Stored items
****************************************

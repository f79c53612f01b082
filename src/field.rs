use crate::decode::EnvDecode;
use crate::schema::Schema;

/// A record with fields addressed by explicit tags
///
/// Usually implemented by [`define_config!`](crate::define_config), but a hand
/// written table works the same way:
///
/// ```rust
/// use envtree::{Cursor, EnvDecode, FieldSchema, FieldSlot, LoadError, Record, Schema};
///
/// #[derive(Default)]
/// struct Server {
///     port: u16,
/// }
///
/// impl Record for Server {
///     fn field(&mut self, tag: &str) -> Option<FieldSlot<'_>> {
///         match tag {
///             "PORT" => Some(FieldSlot::Decode(&mut self.port)),
///             _ => None,
///         }
///     }
///
///     fn fields() -> Vec<FieldSchema> {
///         vec![FieldSchema::new("PORT", "Listen port", u16::schema())]
///     }
/// }
///
/// impl EnvDecode for Server {
///     fn schema() -> Schema {
///         Schema::record::<Self>()
///     }
///
///     fn decode(&mut self, cursor: Cursor<'_>) -> Result<bool, LoadError> {
///         envtree::decode_record(self, cursor)
///     }
/// }
///
/// let mut server = Server::default();
/// envtree::load_pairs("app", [("APP_PORT", "8080")], &mut server).unwrap();
/// assert_eq!(server.port, 8080);
/// ```
pub trait Record {
    /// Looks up the field declared with `tag`, matched case-sensitively
    fn field(&mut self, tag: &str) -> Option<FieldSlot<'_>>;

    /// Describes every declared field
    fn fields() -> Vec<FieldSchema>;
}

/// Access to a single record field
pub enum FieldSlot<'a> {
    Decode(&'a mut dyn EnvDecode),
    /// The field exists but its type cannot be loaded from the environment
    Opaque(&'static str),
}

/// Description of a declared record field
#[derive(Debug, Clone)]
pub struct FieldSchema {
    /// Tag matched against the path token
    pub tag: &'static str,
    /// Human-readable description of what this field configures
    pub description: &'static str,
    pub schema: Schema,
}

impl FieldSchema {
    pub fn new(tag: &'static str, description: &'static str, schema: Schema) -> Self {
        Self {
            tag,
            description,
            schema,
        }
    }
}
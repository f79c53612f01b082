use crate::error::LoadError;
use crate::field::{FieldSlot, Record};
use crate::keys::EnvPair;
use crate::schema::{Kind, Schema};
use std::collections::{BTreeMap, HashMap};
use std::hash::BuildHasher;
use tracing::trace;

/// A location that can be populated from a tokenized environment variable
pub trait EnvDecode {
    /// Layout of the implementing type
    fn schema() -> Schema
    where
        Self: Sized;

    /// Structural kind of the implementing type, without building its schema
    fn kind() -> Kind
    where
        Self: Sized,
    {
        Self::schema().kind()
    }

    /// Routes the cursor's value to the location its remaining path names
    ///
    /// Returns `Ok(true)` when a value was stored and `Ok(false)` when the
    /// path ended at an unknown record tag and nothing changed.
    fn decode(&mut self, cursor: Cursor<'_>) -> Result<bool, LoadError>;
}

/// Remaining path of one environment variable on its way to a scalar
#[derive(Debug, Clone, Copy)]
pub struct Cursor<'a> {
    key: &'a str,
    tokens: &'a [String],
    value: &'a str,
}

impl<'a> Cursor<'a> {
    pub fn new(key: &'a str, tokens: &'a [String], value: &'a str) -> Self {
        Self { key, tokens, value }
    }

    /// Cursor at the start of a selected pair's path
    pub fn from_pair(pair: &'a EnvPair) -> Self {
        Self::new(&pair.name, &pair.tokens, &pair.value)
    }

    /// Name of the variable being decoded
    pub fn key(&self) -> &'a str {
        self.key
    }

    pub fn tokens(&self) -> &'a [String] {
        self.tokens
    }

    pub fn value(&self) -> &'a str {
        self.value
    }

    pub fn is_leaf(&self) -> bool {
        self.tokens.is_empty()
    }

    /// Takes the next token, failing when the path ends before `expected`
    pub fn next_token(self, expected: &str) -> Result<(&'a str, Cursor<'a>), LoadError> {
        match self.tokens.split_first() {
            Some((token, rest)) => Ok((token.as_str(), Self { tokens: rest, ..self })),
            None => Err(LoadError::ShapeMismatch {
                key: self.key.to_string(),
                description: format!("path ends before reaching a {}", expected),
            }),
        }
    }

    /// Returns the value, failing when tokens remain below a scalar
    pub fn leaf(self, type_name: &str) -> Result<&'a str, LoadError> {
        match self.tokens.first() {
            None => Ok(self.value),
            Some(token) => Err(LoadError::ShapeMismatch {
                key: self.key.to_string(),
                description: format!("{} value cannot be indexed by '{}'", type_name, token),
            }),
        }
    }

    pub(crate) fn invalid_value(&self, expected: impl Into<String>) -> LoadError {
        LoadError::InvalidValue {
            key: self.key.to_string(),
            value: self.value.to_string(),
            expected: expected.into(),
        }
    }

    fn invalid_index(&self, index: &str) -> LoadError {
        LoadError::InvalidIndex {
            key: self.key.to_string(),
            index: index.to_string(),
        }
    }
}

/// Decodes one pair into a record through its declared tags
///
/// Tokens that match no tag are ignored so a prefix may select variables
/// meant for something else.
pub fn decode_record<R: Record>(record: &mut R, cursor: Cursor<'_>) -> Result<bool, LoadError> {
    let key = cursor.key();
    let (tag, rest) = cursor.next_token("record field")?;
    match record.field(tag) {
        Some(FieldSlot::Decode(slot)) => slot.decode(rest),
        Some(FieldSlot::Opaque(type_name)) => Err(LoadError::UnsupportedKind {
            key: key.to_string(),
            type_name: type_name.to_string(),
        }),
        None => {
            trace!(key, tag, "no field declared for tag, ignoring");
            Ok(false)
        }
    }
}

// Records already stored under a key are updated field by field so
// separate variables can fill in sibling fields. Every other kind is
// decoded into a fresh value that replaces the entry. Nothing is inserted
// unless a value was stored.
macro_rules! decode_mapping_entry {
    ($map:expr, $value_ty:ty, $cursor:expr) => {{
        let (token, rest) = $cursor.next_token("mapping key")?;
        let key = token.to_lowercase();
        if <$value_ty>::kind() == Kind::Record {
            if let Some(slot) = $map.get_mut(&key) {
                return slot.decode(rest);
            }
        }
        let mut slot = <$value_ty>::default();
        if !slot.decode(rest)? {
            return Ok(false);
        }
        $map.insert(key, slot);
        Ok(true)
    }};
}

impl<V, S> EnvDecode for HashMap<String, V, S>
where
    V: EnvDecode + Default,
    S: BuildHasher,
{
    fn schema() -> Schema {
        Schema::Mapping(Box::new(V::schema()))
    }

    fn kind() -> Kind {
        Kind::Mapping
    }

    fn decode(&mut self, cursor: Cursor<'_>) -> Result<bool, LoadError> {
        decode_mapping_entry!(self, V, cursor)
    }
}

impl<V> EnvDecode for BTreeMap<String, V>
where
    V: EnvDecode + Default,
{
    fn schema() -> Schema {
        Schema::Mapping(Box::new(V::schema()))
    }

    fn kind() -> Kind {
        Kind::Mapping
    }

    fn decode(&mut self, cursor: Cursor<'_>) -> Result<bool, LoadError> {
        decode_mapping_entry!(self, V, cursor)
    }
}

impl<T> EnvDecode for Vec<T>
where
    T: EnvDecode + Default,
{
    fn schema() -> Schema {
        Schema::Sequence(Box::new(T::schema()))
    }

    fn kind() -> Kind {
        Kind::Sequence
    }

    fn decode(&mut self, cursor: Cursor<'_>) -> Result<bool, LoadError> {
        let (token, rest) = cursor.next_token("sequence index")?;
        let index: usize = token.parse().map_err(|_| cursor.invalid_index(token))?;

        if index < self.len() {
            return self[index].decode(rest);
        }

        // an index past what can be reserved is rejected, not allocated
        let len = index.checked_add(1).ok_or_else(|| cursor.invalid_index(token))?;
        self.try_reserve(len - self.len())
            .map_err(|_| cursor.invalid_index(token))?;
        let mut element = T::default();
        if !element.decode(rest)? {
            return Ok(false);
        }
        self.resize_with(index, T::default);
        self.push(element);
        Ok(true)
    }
}

impl<T> EnvDecode for Option<T>
where
    T: EnvDecode + Default,
{
    fn schema() -> Schema {
        T::schema()
    }

    fn kind() -> Kind {
        T::kind()
    }

    fn decode(&mut self, cursor: Cursor<'_>) -> Result<bool, LoadError> {
        match self {
            Some(inner) => inner.decode(cursor),
            None => {
                let mut inner = T::default();
                if !inner.decode(cursor)? {
                    return Ok(false);
                }
                *self = Some(inner);
                Ok(true)
            }
        }
    }
}

impl<T> EnvDecode for Box<T>
where
    T: EnvDecode,
{
    fn schema() -> Schema {
        T::schema()
    }

    fn kind() -> Kind {
        T::kind()
    }

    fn decode(&mut self, cursor: Cursor<'_>) -> Result<bool, LoadError> {
        (**self).decode(cursor)
    }
}
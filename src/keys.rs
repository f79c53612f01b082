use tracing::trace;

/// Separator between the prefix and each path token of a variable name
pub const ENV_DELIMITER: char = '_';
/// Separator between a variable name and its value in a raw entry
pub const ENV_ASSIGNER: char = '=';

/// A selected environment variable, ready to be decoded
#[derive(Debug, Clone, PartialEq, Eq)]
pub struct EnvPair {
    /// Variable name as it appeared in the input
    pub name: String,
    /// Path below the prefix, taken from the upper-cased name
    pub tokens: Vec<String>,
    /// Raw value, casing preserved
    pub value: String,
}

/// Splits a raw `NAME=VALUE` entry at the first assigner
pub fn split_entry(entry: &str) -> Option<(&str, &str)> {
    entry.split_once(ENV_ASSIGNER)
}

/// Selects a single variable if its name falls under `prefix`
///
/// The name matches when, upper-cased, it equals the upper-cased prefix or
/// starts with the upper-cased prefix followed by [`ENV_DELIMITER`].
/// Whatever follows is split into tokens; nothing following gives an empty
/// path, which addresses the root itself.
pub fn select_pair(prefix: &str, name: &str, value: &str) -> Option<EnvPair> {
    let upper_prefix = prefix.to_uppercase();
    let upper_name = name.to_uppercase();

    let rest = upper_name.strip_prefix(upper_prefix.as_str())?;
    let tokens = if rest.is_empty() {
        Vec::new()
    } else {
        let rest = rest.strip_prefix(ENV_DELIMITER)?;
        if rest.is_empty() {
            Vec::new()
        } else {
            rest.split(ENV_DELIMITER).map(str::to_string).collect()
        }
    };

    Some(EnvPair {
        name: name.to_string(),
        tokens,
        value: value.to_string(),
    })
}

/// Selects every `(name, value)` pair under `prefix`, keeping input order
pub fn select_pairs<I, K, V>(prefix: &str, pairs: I) -> Vec<EnvPair>
where
    I: IntoIterator<Item = (K, V)>,
    K: AsRef<str>,
    V: AsRef<str>,
{
    pairs
        .into_iter()
        .filter_map(|(name, value)| select_pair(prefix, name.as_ref(), value.as_ref()))
        .collect()
}

/// Selects every raw `NAME=VALUE` entry under `prefix`, keeping input order
///
/// Entries without an assigner are skipped.
pub fn select_entries<I, S>(prefix: &str, entries: I) -> Vec<EnvPair>
where
    I: IntoIterator<Item = S>,
    S: AsRef<str>,
{
    let mut selected = Vec::new();
    for entry in entries {
        let entry = entry.as_ref();
        match split_entry(entry) {
            Some((name, value)) => selected.extend(select_pair(prefix, name, value)),
            None => trace!(entry, "skipping environment entry without '='"),
        }
    }
    selected
}

#[cfg(test)]
mod tests {
    use super::*;

    fn tokens(pair: &EnvPair) -> Vec<&str> {
        pair.tokens.iter().map(String::as_str).collect()
    }

    #[test]
    fn test_split_entry_at_first_assigner() {
        assert_eq!(split_entry("A=B=C"), Some(("A", "B=C")));
        assert_eq!(split_entry("A="), Some(("A", "")));
        assert_eq!(split_entry("A"), None);
    }

    #[test]
    fn test_select_nested_name() {
        let pair = select_pair("prefix", "PREFIX_SLICE_5_STR", "xyz").unwrap();
        assert_eq!(pair.name, "PREFIX_SLICE_5_STR");
        assert_eq!(tokens(&pair), vec!["SLICE", "5", "STR"]);
        assert_eq!(pair.value, "xyz");
    }

    #[test]
    fn test_select_is_case_insensitive_but_keeps_value_case() {
        let pair = select_pair("Prefix", "prefix_mint_Item1", "MiXeD").unwrap();
        assert_eq!(tokens(&pair), vec!["MINT", "ITEM1"]);
        assert_eq!(pair.value, "MiXeD");
        assert_eq!(pair.name, "prefix_mint_Item1");
    }

    #[test]
    fn test_select_exact_prefix_gives_empty_path() {
        let pair = select_pair("P", "P", "f").unwrap();
        assert!(pair.tokens.is_empty());

        let pair = select_pair("P", "P_", "f").unwrap();
        assert!(pair.tokens.is_empty());
    }

    #[test]
    fn test_select_requires_delimiter_after_prefix() {
        assert!(select_pair("PREFIX", "PREFIXED_STR", "abc").is_none());
        assert!(select_pair("PREFIX", "OTHER_STR", "abc").is_none());
        assert!(select_pair("PREFIX", "PRE", "abc").is_none());
    }

    #[test]
    fn test_select_keeps_empty_tokens() {
        let pair = select_pair("P", "P_A__B", "x").unwrap();
        assert_eq!(tokens(&pair), vec!["A", "", "B"]);
    }

    #[test]
    fn test_select_entries_filters_and_preserves_order() {
        let entries = [
            "PREFIX_B=2",
            "HOME=/root",
            "NO_ASSIGNER",
            "prefix_a=1",
            "PREFIX_C=x=y",
        ];

        let pairs = select_entries("PREFIX", entries);
        let names: Vec<&str> = pairs.iter().map(|p| p.name.as_str()).collect();
        assert_eq!(names, vec!["PREFIX_B", "prefix_a", "PREFIX_C"]);
        assert_eq!(pairs[2].value, "x=y");
    }

    #[test]
    fn test_select_pairs() {
        let pairs = select_pairs(
            "app",
            vec![("APP_PORT", "8080"), ("PATH", "/bin"), ("APP_DB_URL", "pg://")],
        );
        assert_eq!(pairs.len(), 2);
        assert_eq!(tokens(&pairs[1]), vec!["DB", "URL"]);
    }
}
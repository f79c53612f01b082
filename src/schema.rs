use crate::field::{FieldSchema, Record};
use std::fmt;

/// Scalar types a value string can be coerced into
#[derive(Debug, Clone, Copy, PartialEq, Eq)]
#[cfg_attr(feature = "serde", derive(serde::Serialize))]
pub enum ScalarKind {
    String,
    Bool,
    Int { bits: u32 },
    Uint { bits: u32 },
    Float { bits: u32 },
}

impl fmt::Display for ScalarKind {
    fn fmt(&self, f: &mut fmt::Formatter<'_>) -> fmt::Result {
        match self {
            Self::String => write!(f, "string"),
            Self::Bool => write!(f, "bool"),
            Self::Int { bits } => write!(f, "i{}", bits),
            Self::Uint { bits } => write!(f, "u{}", bits),
            Self::Float { bits } => write!(f, "f{}", bits),
        }
    }
}

/// Structural kind of a target location
#[derive(Debug, Clone, Copy, PartialEq, Eq)]
#[cfg_attr(feature = "serde", derive(serde::Serialize))]
pub enum Kind {
    Record,
    Mapping,
    Sequence,
    Scalar(ScalarKind),
    Opaque,
}

/// Static description of a target type's layout
#[derive(Debug, Clone)]
pub enum Schema {
    /// Named fields reachable through their tags. Fields are listed on
    /// demand so a record may contain itself through a container.
    Record {
        name: &'static str,
        fields: fn() -> Vec<FieldSchema>,
    },
    /// String keys to a uniform value layout
    Mapping(Box<Schema>),
    /// Indexed, growable elements of a uniform layout
    Sequence(Box<Schema>),
    Scalar(ScalarKind),
    /// A type the decoder does not model
    Opaque(&'static str),
}

impl Schema {
    /// Schema of a record type
    pub fn record<R: Record>() -> Self {
        Schema::Record {
            name: std::any::type_name::<R>(),
            fields: R::fields,
        }
    }

    pub fn kind(&self) -> Kind {
        match self {
            Schema::Record { .. } => Kind::Record,
            Schema::Mapping(_) => Kind::Mapping,
            Schema::Sequence(_) => Kind::Sequence,
            Schema::Scalar(scalar) => Kind::Scalar(*scalar),
            Schema::Opaque(_) => Kind::Opaque,
        }
    }
}

#[cfg(test)]
mod tests {
    use super::*;

    #[test]
    fn test_scalar_display() {
        assert_eq!(ScalarKind::String.to_string(), "string");
        assert_eq!(ScalarKind::Bool.to_string(), "bool");
        assert_eq!(ScalarKind::Int { bits: 8 }.to_string(), "i8");
        assert_eq!(ScalarKind::Uint { bits: 64 }.to_string(), "u64");
        assert_eq!(ScalarKind::Float { bits: 32 }.to_string(), "f32");
    }

    #[test]
    fn test_kind_of_containers() {
        let schema = Schema::Mapping(Box::new(Schema::Sequence(Box::new(Schema::Scalar(
            ScalarKind::Bool,
        )))));
        assert_eq!(schema.kind(), Kind::Mapping);

        if let Schema::Mapping(inner) = schema {
            assert_eq!(inner.kind(), Kind::Sequence);
        }

        assert_eq!(Schema::Opaque("Sender<u8>").kind(), Kind::Opaque);
    }
}
use std::collections::HashMap;

use anyhow::{anyhow, Result};
use jsonwebtoken::DecodingKey;
use reqwest::Client;
use serde::Deserialize;
use tracing::warn;

/// Signing keys of the notification issuer, keyed by `kid`.
///
/// Fetched once at process start and read-only afterwards. A `kid` that is
/// not in the set fails validation without triggering a re-fetch.
pub struct SigningKeys {
    keys: HashMap<String, DecodingKey>,
}

#[derive(Debug, Deserialize)]
struct OpenIdConfig {
    jwks_uri: String,
}

#[derive(Debug, Deserialize)]
pub struct JwksResponse {
    pub keys: Vec<JwkEntry>,
}

#[derive(Debug, Deserialize)]
pub struct JwkEntry {
    pub kid: Option<String>,
    pub kty: String,
    #[serde(default)]
    pub n: Option<String>,
    #[serde(default)]
    pub e: Option<String>,
}

impl SigningKeys {
    pub fn from_jwks(body: JwksResponse) -> Result<Self> {
        let mut keys = HashMap::new();
        for entry in body.keys {
            if entry.kty.as_str() != "RSA" {
                continue;
            }
            let (kid, n, e) = match (entry.kid, entry.n, entry.e) {
                (Some(kid), Some(n), Some(e)) => (kid, n, e),
                _ => continue,
            };
            match DecodingKey::from_rsa_components(&n, &e) {
                Ok(key) => {
                    keys.insert(kid, key);
                }
                Err(err) => {
                    warn!(error = %err, "failed to parse jwk entry; skipping");
                }
            }
        }

        if keys.is_empty() {
            return Err(anyhow!("no usable keys in JWKS response"));
        }

        Ok(Self { keys })
    }

    pub fn get(&self, kid: &str) -> Option<&DecodingKey> {
        self.keys.get(kid)
    }
}

/// Fetch the issuer's signing keys through the discovery-document chain:
/// the OpenID configuration names the JWKS endpoint, which holds the keys.
pub async fn fetch_signing_keys(client: &Client, discovery_url: &str) -> Result<SigningKeys> {
    let response = client.get(discovery_url).send().await?;
    if !response.status().is_success() {
        return Err(anyhow!(
            "openid configuration fetch failed: status {}",
            response.status()
        ));
    }
    let config: OpenIdConfig = response.json().await?;

    let response = client.get(&config.jwks_uri).send().await?;
    if !response.status().is_success() {
        return Err(anyhow!("jwks fetch failed: status {}", response.status()));
    }
    let body: JwksResponse = response.json().await?;

    SigningKeys::from_jwks(body)
}

#[cfg(test)]
mod tests {
    use super::*;

    #[test]
    fn skips_non_rsa_and_incomplete_entries() {
        let body: JwksResponse = serde_json::from_value(serde_json::json!({
            "keys": [
                { "kid": "ec-key", "kty": "EC" },
                { "kid": "no-components", "kty": "RSA" },
                { "kid": "good", "kty": "RSA",
                  "n": crate::auth::fixtures::TEST_N,
                  "e": crate::auth::fixtures::TEST_E },
            ]
        }))
        .unwrap();

        let keys = SigningKeys::from_jwks(body).unwrap();
        assert!(keys.get("good").is_some());
        assert!(keys.get("ec-key").is_none());
        assert!(keys.get("no-components").is_none());
    }

    #[test]
    fn empty_key_set_is_an_error() {
        let body = JwksResponse { keys: Vec::new() };
        assert!(SigningKeys::from_jwks(body).is_err());
    }
}
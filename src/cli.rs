use clap::Parser;

#[derive(Parser, Debug)]
#[command(name = "call-relay")]
#[command(about = "Call lifecycle webhook processor", long_about = None)]
pub struct Cli {
    /// Port to listen on (overrides the PORT environment variable)
    #[arg(short, long)]
    pub port: Option<u16>,
}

****************************************

• [Problem to solve]: Go through the entries above and report how many lines hold the word "configuration". Nothing but the number is needed.

• [Response area]: 2